=== About this exercise ===
Locate the line that contains "timeouts.wait = Some(timeout);". Print it and every subsequent line through the final line of the records, exactly and only those.

[Stored data]
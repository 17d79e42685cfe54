use serde::Deserialize;
use std::{collections::HashMap, env};

#[derive(Debug, Clone, Deserialize)]
pub struct AppConfig {
    #[serde(default)]
    pub retry: RetryConfig,
    #[serde(default)]
    pub logging: LoggingConfig,
    pub database: DatabaseConfig,
}

impl AppConfig {
    /// Load configuration from environment variables
    pub fn from_env() -> Result<Self, String> {
        Ok(Self {
            retry: RetryConfig::from_env()?,
            logging: LoggingConfig::from_env()?,
            database: DatabaseConfig::from_env()?,
        })
    }
}

/// Retry behavior for database operations
///
/// `max_retries` is the total number of attempts, the first one included.
/// Failure kinds are kept as their string names here; the database crate
/// resolves and validates them when it builds a retry policy.
#[derive(Debug, Clone, PartialEq, Eq, Deserialize)]
#[serde(default)]
pub struct RetryConfig {
    pub max_retries: u32,
    /// Base delay for exponential backoff, in milliseconds
    pub retry_delay_ms: u64,
    /// Optional ceiling on the exponential part of the delay. Unbounded when absent.
    pub max_delay_ms: Option<u64>,
    pub retryable_failure_kinds: Vec<String>,
    pub fatal_failure_kinds: Vec<String>,
}

impl RetryConfig {
    /// Load from environment variables
    pub fn from_env() -> Result<Self, String> {
        Self::from_lookup(|key| env::var(key).ok())
    }

    /// Load using an arbitrary key lookup. Missing keys fall back to defaults.
    pub fn from_lookup<F>(lookup: F) -> Result<Self, String>
    where
        F: Fn(&str) -> Option<String>,
    {
        let defaults = Self::default();

        let max_retries = match lookup("DB_RETRY_MAX_RETRIES") {
            Some(v) => v
                .trim()
                .parse::<u32>()
                .map_err(|_| "DB_RETRY_MAX_RETRIES must be a non-negative integer")?,
            None => defaults.max_retries,
        };
        let retry_delay_ms = match lookup("DB_RETRY_DELAY_MS") {
            Some(v) => v
                .trim()
                .parse::<u64>()
                .map_err(|_| "DB_RETRY_DELAY_MS must be a non-negative integer")?,
            None => defaults.retry_delay_ms,
        };
        let max_delay_ms = match lookup("DB_RETRY_MAX_DELAY_MS") {
            Some(v) => Some(
                v.trim()
                    .parse::<u64>()
                    .map_err(|_| "DB_RETRY_MAX_DELAY_MS must be a non-negative integer")?,
            ),
            None => defaults.max_delay_ms,
        };

        Ok(Self {
            max_retries,
            retry_delay_ms,
            max_delay_ms,
            retryable_failure_kinds: lookup("DB_RETRY_RETRYABLE_KINDS")
                .map(|v| split_list(&v))
                .unwrap_or(defaults.retryable_failure_kinds),
            fatal_failure_kinds: lookup("DB_RETRY_FATAL_KINDS")
                .map(|v| split_list(&v))
                .unwrap_or(defaults.fatal_failure_kinds),
        })
    }
}

impl Default for RetryConfig {
    fn default() -> Self {
        Self {
            max_retries: 3,
            retry_delay_ms: 500,
            max_delay_ms: None,
            retryable_failure_kinds: ["connection", "timeout", "pool", "transaction_conflict"]
                .iter()
                .map(|s| s.to_string())
                .collect(),
            fatal_failure_kinds: ["integrity", "validation", "not_found", "data_conversion"]
                .iter()
                .map(|s| s.to_string())
                .collect(),
        }
    }
}

fn split_list(value: &str) -> Vec<String> {
    value
        .split(',')
        .map(|s| s.trim().to_lowercase())
        .filter(|s| !s.is_empty())
        .collect()
}

/// Logging Configuration
#[derive(Debug, Clone, Deserialize)]
#[serde(default)]
pub struct LoggingConfig {
    pub level: String,
    pub format: String,
    pub modules: HashMap<String, String>,
}

impl LoggingConfig {
    /// Load from environment variables
    pub fn from_env() -> Result<Self, String> {
        let mut modules = HashMap::new();

        // Load module-specific log levels
        if let Ok(level) = env::var("LOG_MODULE_DATABASE") {
            modules.insert("database".to_string(), level);
        }
        if let Ok(level) = env::var("LOG_MODULE_DB_PROBE") {
            modules.insert("db_probe".to_string(), level);
        }

        Ok(Self {
            level: env::var("LOG_LEVEL").unwrap_or_else(|_| "info".to_string()),
            format: env::var("LOG_FORMAT").unwrap_or_else(|_| "pretty".to_string()),
            modules,
        })
    }
}

impl Default for LoggingConfig {
    fn default() -> Self {
        let mut modules = HashMap::new();
        modules.insert("database".to_string(), "debug".to_string());

        Self {
            level: "info".to_string(),
            format: "pretty".to_string(),
            modules,
        }
    }
}

/// Database configuration
#[derive(Debug, Clone, Deserialize)]
pub struct DatabaseConfig {
    pub host: String,
    pub port: u16,
    pub database: String,
    pub username: String,
    pub password: String,
    #[serde(default = "default_max_connections")]
    pub max_connections: usize,
    /// Seconds to wait for a pooled connection before giving up
    #[serde(default = "default_pool_timeout_secs")]
    pub pool_timeout_secs: u64,
}

fn default_max_connections() -> usize {
    5
}

fn default_pool_timeout_secs() -> u64 {
    5
}

impl DatabaseConfig {
    /// Load from environment variables
    pub fn from_env() -> Result<Self, String> {
        Ok(Self {
            host: env::var("DATABASE_HOST").map_err(|_| "DATABASE_HOST not set")?,
            port: env::var("DATABASE_PORT")
                .map_err(|_| "DATABASE_PORT not set")?
                .parse()
                .map_err(|_| "DATABASE_PORT must be a valid port number")?,
            database: env::var("DATABASE_NAME").map_err(|_| "DATABASE_NAME not set")?,
            username: env::var("DATABASE_USERNAME").map_err(|_| "DATABASE_USERNAME not set")?,
            password: env::var("DATABASE_PASSWORD").map_err(|_| "DATABASE_PASSWORD not set")?,
            max_connections: env::var("DATABASE_MAX_CONNECTIONS")
                .unwrap_or_else(|_| "5".to_string())
                .parse()
                .map_err(|_| "DATABASE_MAX_CONNECTIONS must be a valid number")?,
            pool_timeout_secs: env::var("DATABASE_POOL_TIMEOUT_SECS")
                .unwrap_or_else(|_| "5".to_string())
                .parse()
                .map_err(|_| "DATABASE_POOL_TIMEOUT_SECS must be a valid number")?,
        })
    }
}
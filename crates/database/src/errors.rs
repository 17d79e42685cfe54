use std::fmt;
use std::str::FromStr;

/// Errors surfaced by database operations
#[derive(Debug, thiserror::Error)]
pub enum RepositoryError {
    #[error("'{0}' does not exist")]
    NotFound(String),
    #[error("Cannot add this resource as it already exists")]
    AlreadyExists,
    #[error("Required field is missing: {0}")]
    RequiredFieldMissing(String),
    #[error("Referenced entity does not exist: {0}")]
    ForeignKeyViolation(String),
    #[error("Data validation failed: {0}")]
    ValidationFailed(String),
    #[error("Cannot delete due to existing dependencies: {0}")]
    DependencyExists(String),
    #[error("Transaction conflict, please retry")]
    TransactionConflict,
    #[error("Database connection failed: {0}")]
    ConnectionFailed(String),
    #[error("Database operation timed out: {0}")]
    Timeout(String),
    #[error("Database authentication failed")]
    AuthenticationFailed,
    #[error("Database connection pool error: {0}")]
    PoolError(#[source] anyhow::Error),
    #[error("Database operation error: {0}")]
    DatabaseError(#[source] anyhow::Error),
    #[error("Data conversion error: {0}")]
    DataConversionError(#[source] anyhow::Error),
    #[error("Service unavailable: '{operation}' failed after {attempts} attempts: {last_error}")]
    ServiceUnavailable {
        operation: String,
        attempts: u32,
        #[source]
        last_error: Box<RepositoryError>,
    },
}

impl RepositoryError {
    pub fn failure_kind(&self) -> FailureKind {
        match self {
            RepositoryError::NotFound(_) => FailureKind::NotFound,
            RepositoryError::AlreadyExists
            | RepositoryError::RequiredFieldMissing(_)
            | RepositoryError::ForeignKeyViolation(_)
            | RepositoryError::DependencyExists(_) => FailureKind::Integrity,
            RepositoryError::ValidationFailed(_) => FailureKind::Validation,
            RepositoryError::TransactionConflict => FailureKind::TransactionConflict,
            RepositoryError::ConnectionFailed(_) => FailureKind::Connection,
            RepositoryError::Timeout(_) => FailureKind::Timeout,
            RepositoryError::AuthenticationFailed => FailureKind::Authentication,
            RepositoryError::PoolError(_) => FailureKind::Pool,
            RepositoryError::DatabaseError(_) => FailureKind::Database,
            RepositoryError::DataConversionError(_) => FailureKind::DataConversion,
            RepositoryError::ServiceUnavailable { .. } => FailureKind::Unavailable,
        }
    }
}

/// Coarse category of a failed database operation.
///
/// Retry policies are expressed in terms of these kinds rather than
/// individual error variants.
#[derive(Debug, Clone, Copy, PartialEq, Eq)]
pub enum FailureKind {
    Connection,
    Timeout,
    Pool,
    TransactionConflict,
    Integrity,
    Validation,
    NotFound,
    DataConversion,
    Authentication,
    Database,
    Unavailable,
}

impl FailureKind {
    pub const ALL: [FailureKind; 11] = [
        FailureKind::Connection,
        FailureKind::Timeout,
        FailureKind::Pool,
        FailureKind::TransactionConflict,
        FailureKind::Integrity,
        FailureKind::Validation,
        FailureKind::NotFound,
        FailureKind::DataConversion,
        FailureKind::Authentication,
        FailureKind::Database,
        FailureKind::Unavailable,
    ];

    pub fn as_str(&self) -> &'static str {
        match self {
            FailureKind::Connection => "connection",
            FailureKind::Timeout => "timeout",
            FailureKind::Pool => "pool",
            FailureKind::TransactionConflict => "transaction_conflict",
            FailureKind::Integrity => "integrity",
            FailureKind::Validation => "validation",
            FailureKind::NotFound => "not_found",
            FailureKind::DataConversion => "data_conversion",
            FailureKind::Authentication => "authentication",
            FailureKind::Database => "database",
            FailureKind::Unavailable => "unavailable",
        }
    }
}

impl fmt::Display for FailureKind {
    fn fmt(&self, f: &mut fmt::Formatter<'_>) -> fmt::Result {
        f.write_str(self.as_str())
    }
}

#[derive(Debug, Clone, PartialEq, Eq, thiserror::Error)]
#[error("Unknown failure kind: '{0}'")]
pub struct UnknownFailureKind(pub String);

impl FromStr for FailureKind {
    type Err = UnknownFailureKind;

    fn from_str(s: &str) -> Result<Self, Self::Err> {
        let normalized = s.trim().to_ascii_lowercase().replace('-', "_");
        FailureKind::ALL
            .iter()
            .copied()
            .find(|kind| kind.as_str() == normalized)
            .ok_or_else(|| UnknownFailureKind(s.to_string()))
    }
}
use crate::errors::RepositoryError;
use crate::utils::map_pool_error;
use config::DatabaseConfig;
use deadpool_postgres::{
    Config, ManagerConfig, Object, Pool, PoolConfig, RecyclingMethod, Runtime, Timeouts,
};
use std::time::Duration;
use tokio_postgres::NoTls;
use tracing::info;

/// Connection pool type alias
pub type DbPool = Pool;

/// Create a connection pool from configuration
///
/// No connection is opened here; the first checkout does that.
pub fn create_pool(config: &DatabaseConfig) -> anyhow::Result<DbPool> {
    let mut cfg = Config::new();
    cfg.host = Some(config.host.clone());
    cfg.port = Some(config.port);
    cfg.dbname = Some(config.database.clone());
    cfg.user = Some(config.username.clone());
    cfg.password = Some(config.password.clone());
    cfg.manager = Some(ManagerConfig {
        recycling_method: RecyclingMethod::Fast,
    });

    let timeout = Duration::from_secs(config.pool_timeout_secs);
    let mut timeouts = Timeouts::default();
    timeouts.wait = Some(timeout);
    timeouts.create = Some(timeout);
    timeouts.recycle = Some(timeout);
    let mut pool_config = PoolConfig::new(config.max_connections);
    pool_config.timeouts = timeouts;
    cfg.pool = Some(pool_config);

    let pool = cfg
        .create_pool(Some(Runtime::Tokio1), NoTls)
        .map_err(|e| anyhow::anyhow!("Failed to create pool: {}", e))?;

    info!(
        "Database connection pool created: {}:{}/{}",
        config.host, config.port, config.database
    );

    Ok(pool)
}

/// Check a connection out of the pool
pub async fn acquire(pool: &DbPool) -> Result<Object, RepositoryError> {
    pool.get().await.map_err(map_pool_error)
}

=== Response to the task ===
    timeouts.wait = Some(timeout);
    timeouts.create = Some(timeout);
    timeouts.recycle = Some(timeout);
    let mut pool_config = PoolConfig::new(config.max_connections);
    pool_config.timeouts = timeouts;
    cfg.pool = Some(pool_config);

    let pool = cfg
        .create_pool(Some(Runtime::Tokio1), NoTls)
        .map_err(|e| anyhow::anyhow!("Failed to create pool: {}", e))?;

    info!(
        "Database connection pool created: {}:{}/{}",
        config.host, config.port, config.database
    );

    Ok(pool)
}

/// Check a connection out of the pool
pub async fn acquire(pool: &DbPool) -> Result<Object, RepositoryError> {
    pool.get().await.map_err(map_pool_error)
}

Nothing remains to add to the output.